▸ Goal of the exercise
Go through the listing and copy each line with the string "struct".

Source records START

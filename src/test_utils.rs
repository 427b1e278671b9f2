use tracing_subscriber::{EnvFilter, layer::SubscriberExt, util::SubscriberInitExt};

pub fn init_tracing() {
  let _ = tracing_subscriber::registry()
    .with(tracing_subscriber::fmt::layer().with_test_writer())
    .with(EnvFilter::from_default_env())
    .try_init();
}
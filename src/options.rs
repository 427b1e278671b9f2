use crate::{
  error::Result,
  heap::{Heap, HeapLock, LocalHeap, SyncHeap},
  search::SearchMode,
  segment::{ArenaSegment, Segment},
};

/// Knobs for building a [`Heap`].
#[derive(Clone, Debug, PartialEq, Eq)]
pub struct HeapOptions {
  search: Option<SearchMode>,

  arena_capacity: usize,
}

impl Default for HeapOptions {
  fn default() -> Self {
    Self {
      search: None,
      arena_capacity: 1 << 20,
    }
  }
}

impl HeapOptions {
  pub fn new() -> Self {
    Self::default()
  }

  /// Block search policy. Left unset, each lock profile picks its own.
  pub fn search(
    &mut self,
    mode: SearchMode,
  ) -> &mut Self {
    self.search = Some(mode);
    self
  }

  /// Bytes reserved by the arenas this builder creates.
  pub fn arena_capacity(
    &mut self,
    bytes: usize,
  ) -> &mut Self {
    self.arena_capacity = bytes;
    self
  }

  pub fn search_mode(&self) -> Option<SearchMode> {
    self.search
  }

  pub fn build<S: Segment, R: HeapLock>(
    &self,
    segment: S,
  ) -> Heap<S, R> {
    Heap::with_options(segment, self)
  }

  pub fn arena_heap(&self) -> Result<SyncHeap<ArenaSegment>> {
    Ok(self.build(ArenaSegment::with_capacity(self.arena_capacity)?))
  }

  pub fn local_arena_heap(&self) -> Result<LocalHeap<ArenaSegment>> {
    Ok(self.build(ArenaSegment::with_capacity(self.arena_capacity)?))
  }
}
//! Terminal failure of a stream session

use serde::{Deserialize, Serialize};

/// Category of a session failure.
#[derive(Debug, Clone, Copy, PartialEq, Eq, Serialize, Deserialize)]
#[serde(tag = "kind", content = "status", rename_all = "snake_case")]
pub enum FailureKind {
    /// The request never reached the backend, or no response came back
    Network,
    /// The backend answered with a non-success status code
    HttpStatus(u16),
    /// Reading or decoding the body failed mid-stream
    StreamRead,
}

impl FailureKind {
    pub fn as_str(&self) -> &'static str {
        match self {
            FailureKind::Network => "network",
            FailureKind::HttpStatus(_) => "http_status",
            FailureKind::StreamRead => "stream_read",
        }
    }
}

/// Why a session ended in [`SessionState::Failed`](super::entities::SessionState::Failed).
#[derive(Debug, Clone, PartialEq, Eq, Serialize, Deserialize)]
pub struct SessionFailure {
    pub kind: FailureKind,
    pub message: String,
}

impl SessionFailure {
    pub fn new(kind: FailureKind, message: impl Into<String>) -> Self {
        Self {
            kind,
            message: message.into(),
        }
    }

    pub fn network(message: impl Into<String>) -> Self {
        Self::new(FailureKind::Network, message)
    }

    pub fn http_status(status: u16, message: impl Into<String>) -> Self {
        Self::new(FailureKind::HttpStatus(status), message)
    }

    pub fn stream_read(message: impl Into<String>) -> Self {
        Self::new(FailureKind::StreamRead, message)
    }
}

impl std::fmt::Display for SessionFailure {
    fn fmt(&self, f: &mut std::fmt::Formatter<'_>) -> std::fmt::Result {
        match self.kind {
            FailureKind::HttpStatus(status) => write!(f, "HTTP {}: {}", status, self.message),
            _ => write!(f, "{}", self.message),
        }
    }
}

Source records END

▸ Response to this exercise
pub struct HeapOptions {
pub struct SessionFailure {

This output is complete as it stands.